On this, the 100th posting here on the Photographs, Pistols & Parasols website, let me take you back in time today…
Imagine It’s 1898 and you’re a farmer with a large family living in Valley Falls, Kansas. One April day, you spot this ad in the newspaper:
A traveling photo studio in a railroad car?! Intriguing.
Hmm…
You’ve been meaning to take your family to get their photo taken – your mother and all the relatives back east haven’t seen your brood in a long time, not since your oldest, Charlie, was little Suzy’s age. Maybe the kids would get a kick out of having their photo taken in a train car. True, there are several photographers with regular studios in town where you could go instead. But.. … if the prices in the ad are correct, it will be cheaper to go to the Chaudet Art Company’s railroad car while they’re in town.
So, you ask your wife to get herself and your eight kids dressed in their Sunday best, and you put on your best suit yourself. Then, you all head down to the train yard.
When you get there, it’s easy to spot the Chaudet Photo Car, as you realize the drawing in the newspaper ad is exactly like what the photo car looks like in person:
There’s already a long line of families waiting to have their photos taken — the Chaudets are doing a brisk business today!
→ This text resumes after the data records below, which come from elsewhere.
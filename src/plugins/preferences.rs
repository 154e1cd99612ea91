//! Per-user preferences: /persona, /language, /reset.

use teloxide::prelude::*;
use tracing::{info, warn};

use super::reply_html;
use crate::ai::Persona;
use crate::bot::dispatcher::{AppState, ThrottledBot};
use crate::events::handlers::caller;
use crate::i18n::{self, get_text, t};

fn persona_list() -> String {
    Persona::ALL.map(|p| p.key()).join(", ")
}

/// Handle /persona [name].
pub async fn persona_command(
    bot: ThrottledBot,
    msg: Message,
    state: AppState,
    args: String,
) -> anyhow::Result<()> {
    let Some(who) = caller(&msg, &state).await else {
        return Ok(());
    };

    let args = args.trim();
    if args.is_empty() {
        let text = t(
            who.lang,
            "persona.current",
            &[("persona", who.persona.key()), ("list", &persona_list())],
        );
        return reply_html(&bot, &msg, text).await;
    }

    let Some(persona) = Persona::parse(args) else {
        return reply_html(&bot, &msg, t(who.lang, "persona.unknown", &[("list", &persona_list())])).await;
    };

    if let Err(e) = state.users.set_persona(who.user_id, persona.key()).await {
        warn!("Failed to set persona for {}: {}", who.user_id, e);
        return reply_html(&bot, &msg, get_text(who.lang, "errors.store")).await;
    }
    info!("User {} switched persona to {}", who.user_id, persona);
    reply_html(&bot, &msg, t(who.lang, "persona.set", &[("persona", persona.key())])).await
}

/// Handle /language [ru|en].
pub async fn language_command(
    bot: ThrottledBot,
    msg: Message,
    state: AppState,
    args: String,
) -> anyhow::Result<()> {
    let Some(who) = caller(&msg, &state).await else {
        return Ok(());
    };

    let args = args.trim();
    if args.is_empty() {
        return reply_html(&bot, &msg, t(who.lang, "language.current", &[("lang", who.lang)])).await;
    }

    let Some(lang) = i18n::normalize(args) else {
        return reply_html(&bot, &msg, get_text(who.lang, "language.unknown")).await;
    };

    if let Err(e) = state.users.set_language(who.user_id, lang).await {
        warn!("Failed to set language for {}: {}", who.user_id, e);
        return reply_html(&bot, &msg, get_text(who.lang, "errors.store")).await;
    }
    reply_html(&bot, &msg, get_text(lang, "language.set")).await
}

/// Handle /reset - forget the dialog history.
pub async fn reset_command(bot: ThrottledBot, msg: Message, state: AppState) -> anyhow::Result<()> {
    let Some(who) = caller(&msg, &state).await else {
        return Ok(());
    };

    match state.history.clear(who.user_id).await {
        Ok(count) => {
            reply_html(&bot, &msg, t(who.lang, "reset.done", &[("count", &count.to_string())])).await
        }
        Err(e) => {
            warn!("Failed to clear history for {}: {}", who.user_id, e);
            reply_html(&bot, &msg, get_text(who.lang, "errors.store")).await
        }
    }
}
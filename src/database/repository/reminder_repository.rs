//! Reminder repository.

use async_trait::async_trait;
use chrono::{DateTime, Utc};
use futures::TryStreamExt;
use mongodb::bson::{doc, Document};
use mongodb::options::{FindOneAndUpdateOptions, ReturnDocument};
use mongodb::Collection;
use tracing::debug;

use crate::database::models::{NewReminder, Reminder};
use crate::database::store::{ReminderStore, StoreError, StoreResult};
use crate::database::Database;

/// Repository for scheduled reminders.
///
/// IDs come from a `$inc` counter document so they stay short and
/// monotonically increasing.
#[derive(Clone)]
pub struct ReminderRepository {
    collection: Collection<Reminder>,
    counters: Collection<Document>,
}

impl ReminderRepository {
    pub fn new(db: &Database) -> Self {
        Self {
            collection: db.collection("reminders"),
            counters: db.collection("counters"),
        }
    }

    async fn next_id(&self) -> StoreResult<i64> {
        let options = FindOneAndUpdateOptions::builder()
            .upsert(true)
            .return_document(ReturnDocument::After)
            .build();
        let counter = self
            .counters
            .find_one_and_update(doc! { "_id": "reminders" }, doc! { "$inc": { "seq": 1_i64 } })
            .with_options(options)
            .await?
            .ok_or(StoreError::Missing("reminder sequence"))?;

        counter
            .get_i64("seq")
            .map_err(|e| StoreError::Database(e.to_string()))
    }
}

#[async_trait]
impl ReminderStore for ReminderRepository {
    async fn insert(&self, reminder: NewReminder) -> StoreResult<Reminder> {
        let stored = Reminder {
            id: self.next_id().await?,
            user_id: reminder.user_id,
            chat_id: reminder.chat_id,
            text: reminder.text,
            fire_at: reminder.fire_at.timestamp(),
            sent: false,
            created_at: Utc::now().timestamp(),
        };
        self.collection.insert_one(&stored).await?;
        debug!("Stored reminder #{} for user {}", stored.id, stored.user_id);
        Ok(stored)
    }

    async fn due(&self, now: DateTime<Utc>, limit: usize) -> StoreResult<Vec<Reminder>> {
        let filter = doc! { "sent": false, "fire_at": { "$lte": now.timestamp() } };
        let cursor = self
            .collection
            .find(filter)
            .sort(doc! { "fire_at": 1, "id": 1 })
            .limit(limit as i64)
            .await?;
        Ok(cursor.try_collect().await?)
    }

    async fn mark_sent(&self, id: i64) -> StoreResult<bool> {
        let result = self
            .collection
            .update_one(doc! { "id": id, "sent": false }, doc! { "$set": { "sent": true } })
            .await?;
        Ok(result.modified_count > 0)
    }

    async fn pending_for(&self, user_id: u64) -> StoreResult<Vec<Reminder>> {
        let cursor = self
            .collection
            .find(doc! { "user_id": user_id as i64, "sent": false })
            .sort(doc! { "fire_at": 1, "id": 1 })
            .await?;
        Ok(cursor.try_collect().await?)
    }

    async fn count_pending(&self) -> StoreResult<u64> {
        Ok(self.collection.count_documents(doc! { "sent": false }).await?)
    }
}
Finally, after waiting for hours in line in the hot Kansas sun, it’s your family’s turn. Mrs Chaudet, the photographer, welcomes you, and then she and her assistant bustle about positioning you and your family in front of the camera. Your many family members plus the staff of the studio more than fill the train car/photo studio, making it rather a hot and stuffy affair as you and your family try to patiently wait until the camera operator is satisfied that everyone is in place for the photo.
By the time your family is all in position everyone is rather grumpy. Only little Suzy, on her mother’s lap, is still happy to smile for the camera:
Little do you know that the photo you have taken that day in the Chaudet Art Company railroad car will be purchased more than 100 years later by the folks who run the P3Photographers website.
P.S. This story about the family in the photo is purely a product of my imagination. There was nothing written on the back of this photo, which Chris and I bought on eBay earlier this year. So, we have no way of knowing who the family in the photo really is: i.e. if they were farmers, or how old the kids are, or even if all the kids in the photo are all the children of the two people seated in the photo. And the names of the youngest and oldest children are completely my own invention.
Also, I haven’t ever read a first-hand account of what it was like getting a photo taken in a photo car in a train yard. But I can imagine it would be kind of hot and stuffy in there, particularly with so many people packed together in a relatively small space. I mean, there are 10 people in that photo, plus there would have had to be at least one camera operator in the room while the photo was being taken.
[That being said, I would still love to own my own private train car, be it a photo studio or not, although I would want my modern train car to be air conditioned, which the Chaudet Photo Car wasn’t. ]
Anyway, regarding my fictitous story about the family in the photo, it is certainly true that families in Kansas would often have their photos taken to send to relatives back East. So, it’s a plausible reason that the family in the photo could have posed to have their picture taken.
I was really struck, though, by how most of the people in the image didn’t’ seem happy to be getting their photo taken. But getting your photo taken in a photo studio in a hot and stuffy train car must have been more than a little unpleasant, I guess, particularly on a hot day in Kansas.
BTW, I first mentioned the Chaudet family of photographers and their “photo car” in podcast episodes a few years ago. So, it was fun to find this example of a photo taken in the Chaudet Art Company Photo Car. It was also fun to spend a little time imaging getting your photo taken in that kind of studio.
Anyway, something a little different today to celebrate 100 posts here on Photographs, Pistols & Parasols.